▶ EXERCISE DETAILS
From the data, copy out every line in which the word "delay" appears.

▶ RECORD EXCERPTS
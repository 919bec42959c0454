//! Test doubles shared by the pipeline tests.

use std::sync::atomic::{AtomicUsize, Ordering};
use std::sync::Mutex;
use std::time::Duration;

use crate::llm::{ChatMessage, GenerationEngine, LlmError, TokenStream};

/// Generation engine that replays a fixed reply or token script.
pub struct ScriptedLlm {
    reply: String,
    tokens: Vec<String>,
    fail: bool,
    delay: Duration,
    calls: AtomicUsize,
    json_mode: Mutex<Option<bool>>,
    last_messages: Mutex<Vec<ChatMessage>>,
}

impl ScriptedLlm {
    /// Blocking generation returns `reply`.
    pub fn reply(reply: impl Into<String>) -> Self {
        Self {
            reply: reply.into(),
            tokens: Vec::new(),
            fail: false,
            delay: Duration::ZERO,
            calls: AtomicUsize::new(0),
            json_mode: Mutex::new(None),
            last_messages: Mutex::new(Vec::new()),
        }
    }

    /// Streaming generation yields `tokens`; blocking returns their join.
    pub fn tokens(tokens: &[&str]) -> Self {
        let mut llm = Self::reply(tokens.concat());
        llm.tokens = tokens.iter().map(|t| t.to_string()).collect();
        llm
    }

    /// Every call fails with a timeout.
    pub fn failing() -> Self {
        let mut llm = Self::reply("");
        llm.fail = true;
        llm
    }

    /// Sleep this long inside every call.
    pub fn with_delay(mut self, delay: Duration) -> Self {
        self.delay = delay;
        self
    }

    pub fn calls(&self) -> usize {
        self.calls.load(Ordering::SeqCst)
    }

    pub fn last_json_mode(&self) -> Option<bool> {
        *self.json_mode.lock().unwrap()
    }

    pub fn last_messages(&self) -> Vec<ChatMessage> {
        self.last_messages.lock().unwrap().clone()
    }

    fn record(&self, messages: &[ChatMessage], json_mode: bool) -> Result<(), LlmError> {
        self.calls.fetch_add(1, Ordering::SeqCst);
        *self.json_mode.lock().unwrap() = Some(json_mode);
        *self.last_messages.lock().unwrap() = messages.to_vec();
        if !self.delay.is_zero() {
            std::thread::sleep(self.delay);
        }
        if self.fail {
            Err(LlmError::Timeout)
        } else {
            Ok(())
        }
    }
}

impl GenerationEngine for ScriptedLlm {
    fn generate_blocking(&self, messages: &[ChatMessage], json_mode: bool) -> Result<String, LlmError> {
        self.record(messages, json_mode)?;
        Ok(self.reply.clone())
    }

    fn generate_stream(&self, messages: &[ChatMessage]) -> Result<TokenStream, LlmError> {
        self.record(messages, false)?;
        Ok(Box::new(self.tokens.clone().into_iter()))
    }
}
//! Incremental sentence segmentation of a token stream.
//!
//! [`SentenceSegmenter`] wraps any token iterator and yields complete,
//! trimmed sentences as soon as a boundary (`. ! ? ;`, their full-width
//! forms, or a newline) shows up in its buffer.  Reasoning blocks
//! (`<think>…</think>`) are held back until closed and then discarded; an
//! unclosed block at the end of the stream is dropped.
//!
//! Iteration is pull-based: dropping the segmenter stops consuming tokens.

use std::collections::VecDeque;
use std::sync::LazyLock;

use regex::Regex;

/// Opening delimiter of a reasoning block.
pub const THINK_OPEN: &str = "<think>";
/// Closing delimiter of a reasoning block.
pub const THINK_CLOSE: &str = "</think>";

static THINK_BLOCK: LazyLock<Regex> =
    LazyLock::new(|| Regex::new(r"(?s)<think>.*?</think>").expect("static regex"));

static SENTENCE_END: LazyLock<Regex> =
    LazyLock::new(|| Regex::new(r"[.!?;。！？；]\s*|\n").expect("static regex"));

/// Remove every complete reasoning block from `text` and trim the result.
pub fn strip_reasoning(text: &str) -> String {
    THINK_BLOCK.replace_all(text, "").trim().to_string()
}

// ---------------------------------------------------------------------------
// SentenceSegmenter
// ---------------------------------------------------------------------------

/// Lazy sentence iterator over a generation token stream.
///
/// # Example
/// ```rust
/// use robot_voice::llm::SentenceSegmenter;
///
/// let tokens = ["<think>", "hmm", "</think>", "Hola", ".", " Adiós"];
/// let sentences: Vec<String> = SentenceSegmenter::new(tokens).collect();
/// assert_eq!(sentences, vec!["Hola.", "Adiós"]);
/// ```
pub struct SentenceSegmenter<I> {
    tokens: I,
    buffer: String,
    ready: VecDeque<String>,
    suppressed: bool,
    finished: bool,
}

impl<I, S> SentenceSegmenter<I>
where
    I: Iterator<Item = S>,
    S: AsRef<str>,
{
    pub fn new(tokens: impl IntoIterator<IntoIter = I, Item = S>) -> Self {
        Self {
            tokens: tokens.into_iter(),
            buffer: String::new(),
            ready: VecDeque::new(),
            suppressed: false,
            finished: false,
        }
    }

    fn push_token(&mut self, token: &str) {
        self.buffer.push_str(token);

        if self.suppressed || self.buffer.contains(THINK_OPEN) {
            if self.buffer.contains(THINK_CLOSE) {
                self.buffer = THINK_BLOCK.replace_all(&self.buffer, "").into_owned();
            }
            match self.buffer.find(THINK_OPEN) {
                // Text ahead of an open block is still speakable.
                Some(open) => {
                    let held = self.buffer.split_off(open);
                    self.drain_sentences();
                    self.buffer.push_str(&held);
                    self.suppressed = true;
                    return;
                }
                None => self.suppressed = false,
            }
        }

        self.drain_sentences();
    }

    fn drain_sentences(&mut self) {
        while let Some(boundary) = SENTENCE_END.find(&self.buffer) {
            let end = boundary.end();
            let sentence = self.buffer[..end].trim().to_string();
            self.buffer.drain(..end);
            if !sentence.is_empty() {
                self.ready.push_back(sentence);
            }
        }
    }

    fn finish(&mut self) {
        self.finished = true;
        if self.suppressed {
            log::debug!(
                "segmenter: stream ended inside a reasoning block, dropping {} bytes",
                self.buffer.len()
            );
            self.buffer.clear();
            return;
        }
        let rest = self.buffer.trim();
        if !rest.is_empty() {
            self.ready.push_back(rest.to_string());
        }
        self.buffer.clear();
    }
}

impl<I, S> Iterator for SentenceSegmenter<I>
where
    I: Iterator<Item = S>,
    S: AsRef<str>,
{
    type Item = String;

    fn next(&mut self) -> Option<String> {
        loop {
            if let Some(sentence) = self.ready.pop_front() {
                return Some(sentence);
            }
            if self.finished {
                return None;
            }
            match self.tokens.next() {
                Some(token) => {
                    let token = token.as_ref();
                    if !token.is_empty() {
                        self.push_token(token);
                    }
                }
                None => self.finish(),
            }
        }
    }
}

/// Shorthand for [`SentenceSegmenter::new`].
pub fn segment<T, S>(tokens: T) -> SentenceSegmenter<T::IntoIter>
where
    T: IntoIterator<Item = S>,
    S: AsRef<str>,
{
    SentenceSegmenter::new(tokens)
}

// ---------------------------------------------------------------------------
// Tests
// ---------------------------------------------------------------------------

#[cfg(test)]
mod tests {
    use super::*;

    fn segment(tokens: &[&str]) -> Vec<String> {
        super::segment(tokens.iter().copied()).collect()
    }

    /// Split a string into single-character tokens.
    fn chars(text: &str) -> Vec<String> {
        text.chars().map(|c| c.to_string()).collect()
    }

    #[test]
    fn two_sentences_in_order() {
        assert_eq!(segment(&["Ho", "la", ".", " Adi", "ós"]), vec!["Hola.", "Adiós"]);
    }

    #[test]
    fn char_by_char_feed() {
        let out: Vec<String> = SentenceSegmenter::new(chars("Hola. Adiós")).collect();
        assert_eq!(out, vec!["Hola.", "Adiós"]);
    }

    #[test]
    fn reasoning_block_is_removed() {
        let out: Vec<String> =
            SentenceSegmenter::new(chars("<think>ignore this</think>Hola.")).collect();
        assert_eq!(out, vec!["Hola."]);
    }

    #[test]
    fn reasoning_with_punctuation_never_leaks() {
        let out = segment(&["<think>", "Paso uno. Paso dos!", "\n", "</think>", "Vale."]);
        assert_eq!(out, vec!["Vale."]);
    }

    #[test]
    fn reasoning_only_stream_yields_nothing() {
        assert!(segment(&["<think>", "solo pienso.", "</think>"]).is_empty());
        assert!(segment(&["<think>", "sin cerrar. nunca"]).is_empty());
    }

    #[test]
    fn unterminated_block_after_text_drops_only_the_block() {
        assert_eq!(segment(&["Hola. ", "<think>", "a medias"]), vec!["Hola."]);
    }

    #[test]
    fn text_between_blocks_survives_an_unclosed_second_block() {
        assert_eq!(segment(&["<think>a</think>Hola.<think>b"]), vec!["Hola."]);
        assert_eq!(segment(&["Hola.<think>b", "</think> Adiós."]), vec!["Hola.", "Adiós."]);
    }

    #[test]
    fn stream_without_boundary_flushes_trimmed_text() {
        assert_eq!(segment(&["  Hola", " amigo  "]), vec!["Hola amigo"]);
    }

    #[test]
    fn newline_and_semicolon_are_boundaries() {
        assert_eq!(
            segment(&["uno\ndos; tres"]),
            vec!["uno", "dos;", "tres"]
        );
    }

    #[test]
    fn full_width_marks_are_boundaries() {
        assert_eq!(segment(&["一。", "二！"]), vec!["一。", "二！"]);
    }

    #[test]
    fn empty_tokens_and_blank_lines_are_skipped() {
        assert_eq!(segment(&["", "\n", "\n", "Hola", "", "?"]), vec!["Hola?"]);
    }

    #[test]
    fn one_token_holding_several_sentences() {
        assert_eq!(
            segment(&["Uno. Dos! Tres"]),
            vec!["Uno.", "Dos!", "Tres"]
        );
    }

    #[test]
    fn stops_pulling_when_dropped() {
        let mut pulled = 0;
        let tokens = ["A.", " B.", " C."].into_iter().inspect(|_| pulled += 1);
        let first: Vec<String> = SentenceSegmenter::new(tokens).take(1).collect();
        assert_eq!(first, vec!["A."]);
        assert_eq!(pulled, 1);
    }

    #[test]
    fn strip_reasoning_removes_blocks() {
        assert_eq!(
            strip_reasoning("<think>\nplan\n</think>\n{\"actions\": []}"),
            "{\"actions\": []}"
        );
    }
}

▶ TASK SOLUTION
    delay: Duration,
            delay: Duration::ZERO,
    pub fn with_delay(mut self, delay: Duration) -> Self {
        self.delay = delay;
        if !self.delay.is_zero() {
            std::thread::sleep(self.delay);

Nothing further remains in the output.